Pyrazine Inhibited Both CAM and Embryo Growth at Picomolar Doses
Compared to control CAMs that were treated with vehicle (EBSS-H) alone, pyrazine inhibited the growth of both the CAM and embryo in a dose-dependent manner (Figs. 1A,BGo). Significant inhibition of growth occurred at picomolar doses (5 x 10-11 M) in both assays. It is possible that significance was not detected in the 5 x 10-13 M group, as it had only four CAMs. The maximum percentage of inhibition occurred at 5 x 10-5 M and was 76% and 51.6% for the CAM and embryo, respectively.

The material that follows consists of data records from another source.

//! Geometric metrics of a hex cell
//!
//! Everything here is a pure function of the configured [`HexMetrics`]: corner
//! and bridge offsets, terrace interpolation, edge classification and vertex
//! perturbation.

use glam::Vec3;

#[cfg(feature = "serde")]
use serde::{Deserialize, Serialize};

use crate::hex::{EdgeType, HexDirection};
use crate::mesh::{lerp_color, HexColor};
use crate::noise::NoiseSource;

/// Ratio between the inner radius (center to edge midpoint) and the outer
/// radius (center to corner), i.e. `√3 / 2`
pub const OUTER_TO_INNER: f32 = 0.866025404;

/// Corners of a unit hexagon, first corner pointing along +Z then clockwise
/// seen from above. The seventh entry repeats the first so `direction + 1` never
/// needs to wrap.
const UNIT_CORNERS: [Vec3; 7] = [
    Vec3::new(0.0, 0.0, 1.0),
    Vec3::new(OUTER_TO_INNER, 0.0, 0.5),
    Vec3::new(OUTER_TO_INNER, 0.0, -0.5),
    Vec3::new(0.0, 0.0, -1.0),
    Vec3::new(-OUTER_TO_INNER, 0.0, -0.5),
    Vec3::new(-OUTER_TO_INNER, 0.0, 0.5),
    Vec3::new(0.0, 0.0, 1.0),
];

/// Which end of the edge facing a direction
#[derive(Debug, Clone, Copy, PartialEq, Eq)]
pub enum Corner {
    /// The corner shared with the previous direction's edge
    First,
    /// The corner shared with the next direction's edge
    Second,
}

/// Measurements shared by every cell of a grid
///
/// Use [`HexMetricsBuilder`](crate::config::HexMetricsBuilder) to create a
/// validated instance with non-default values.
#[cfg_attr(feature = "serde", derive(Serialize, Deserialize))]
#[derive(Debug, Clone, Copy, PartialEq)]
pub struct HexMetrics {
    /// Distance from a cell center to each of its corners
    pub outer_radius: f32,

    /// Fraction of the corner vector that keeps the pure cell color
    ///
    /// The remaining `1 - solid_factor` is used by the blended connections
    /// between cells.
    pub solid_factor: f32,

    /// World units along Y per elevation level
    pub elevation_step: f32,

    /// Number of flat terraces on a slope between two adjacent levels
    pub terraces_per_slope: u32,

    /// Maximum horizontal jitter applied to perturbed vertices
    pub cell_perturb_strength: f32,

    /// Scale from world XZ to noise UV coordinates
    ///
    /// Small values keep the jitter smooth enough not to break terraces.
    pub noise_scale: f32,
}

impl Default for HexMetrics {
    fn default() -> Self {
        Self {
            outer_radius: 10.0,
            solid_factor: 0.8,
            elevation_step: 3.0,
            terraces_per_slope: 2,
            cell_perturb_strength: 4.0,
            noise_scale: 0.003,
        }
    }
}

impl HexMetrics {
    /// Distance from a cell center to the middle of each edge
    #[inline]
    pub fn inner_radius(&self) -> f32 {
        self.outer_radius * OUTER_TO_INNER
    }

    #[inline]
    pub fn blend_factor(&self) -> f32 {
        1.0 - self.solid_factor
    }

    /// Interpolation steps on a slope: one per terrace plus one per rise
    #[inline]
    pub fn terrace_steps(&self) -> u32 {
        self.terraces_per_slope * 2 + 1
    }

    #[inline]
    pub fn horizontal_terrace_step_size(&self) -> f32 {
        1.0 / self.terrace_steps() as f32
    }

    #[inline]
    pub fn vertical_terrace_step_size(&self) -> f32 {
        1.0 / (self.terraces_per_slope + 1) as f32
    }

    /// Offset from a cell center to one of the corners of the edge facing
    /// `direction`
    #[inline]
    pub fn corner(&self, direction: HexDirection, which: Corner) -> Vec3 {
        let index = match which {
            Corner::First => direction.index(),
            Corner::Second => direction.index() + 1,
        };
        UNIT_CORNERS[index] * self.outer_radius
    }

    #[inline]
    pub fn first_corner(&self, direction: HexDirection) -> Vec3 {
        self.corner(direction, Corner::First)
    }

    #[inline]
    pub fn second_corner(&self, direction: HexDirection) -> Vec3 {
        self.corner(direction, Corner::Second)
    }

    /// Corner offset shrunk to the unblended region of the cell
    #[inline]
    pub fn solid_corner(&self, direction: HexDirection, which: Corner) -> Vec3 {
        self.corner(direction, which) * self.solid_factor
    }

    #[inline]
    pub fn first_solid_corner(&self, direction: HexDirection) -> Vec3 {
        self.solid_corner(direction, Corner::First)
    }

    #[inline]
    pub fn second_solid_corner(&self, direction: HexDirection) -> Vec3 {
        self.solid_corner(direction, Corner::Second)
    }

    /// Offset from a cell's solid edge to the matching solid edge of the
    /// neighbor in `direction`
    #[inline]
    pub fn bridge(&self, direction: HexDirection) -> Vec3 {
        (self.first_corner(direction) + self.second_corner(direction)) * self.blend_factor()
    }

    /// Interpolate a position along a terraced slope.
    ///
    /// X and Z advance evenly with every step while Y only rises on odd
    /// steps, which yields flat treads separated by rises.
    pub fn terrace_lerp(&self, a: Vec3, b: Vec3, step: u32) -> Vec3 {
        let h = step as f32 * self.horizontal_terrace_step_size();
        let v = ((step + 1) / 2) as f32 * self.vertical_terrace_step_size();
        Vec3::new(
            a.x + (b.x - a.x) * h,
            a.y + (b.y - a.y) * v,
            a.z + (b.z - a.z) * h,
        )
    }

    /// Interpolate a color along a terraced slope as if it were flat
    pub fn terrace_lerp_color(&self, a: HexColor, b: HexColor, step: u32) -> HexColor {
        lerp_color(a, b, step as f32 * self.horizontal_terrace_step_size())
    }

    /// Sample the noise field at a world position, using X and Z as UV
    pub fn sample_noise<N: NoiseSource + ?Sized>(&self, position: Vec3, noise: &N) -> glam::Vec4 {
        noise.sample_bilinear(position.x * self.noise_scale, position.z * self.noise_scale)
    }

    /// Jitter a position horizontally using the first noise channel.
    ///
    /// Y is left untouched so cells stay flat.
    pub fn perturb<N: NoiseSource + ?Sized>(&self, position: Vec3, noise: &N) -> Vec3 {
        let sample = self.sample_noise(position, noise);
        let offset = (sample.x * 2.0 - 1.0) * self.cell_perturb_strength;
        Vec3::new(position.x + offset, position.y, position.z + offset)
    }

    /// World position of the center of the cell at offset (`col`, `row`)
    pub fn cell_position(&self, col: i32, row: i32, elevation: i32) -> Vec3 {
        // Odd rows shift half a cell to the right
        let x = (col as f32 + row as f32 * 0.5 - (row / 2) as f32) * (self.inner_radius() * 2.0);
        let z = row as f32 * (self.outer_radius * 1.5);
        Vec3::new(x, elevation as f32 * self.elevation_step, z)
    }
}

/// Classify the connection between two elevations
pub fn classify_edge(elevation1: i32, elevation2: i32) -> EdgeType {
    match elevation1.abs_diff(elevation2) {
        0 => EdgeType::Flat,
        1 => EdgeType::Slope,
        _ => EdgeType::Cliff,
    }
}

A Single Ethyl Substitution to the Pyrazine Ring Slightly Decreased Its Potency
One pyrazine compound with a single ethyl substitution (2-ethylpyrazine) was identified in the active fraction of sidestream smoke. Like pyrazine alone, it was highly inhibitory in both the CAM and embryo growth assays (Figs. 2A,BGo). A dose dependent decrease in CAM and embryo growth was observed over the concentration range of 5 x 10-11 to 5 x 10-5 M. Significant inhibition of CAM and embryo growth was observed at nanomolar doses (5 x 10-9 M). The maximum percentage of inhibition was 51% and 26% for the CAM and embryo, respectively.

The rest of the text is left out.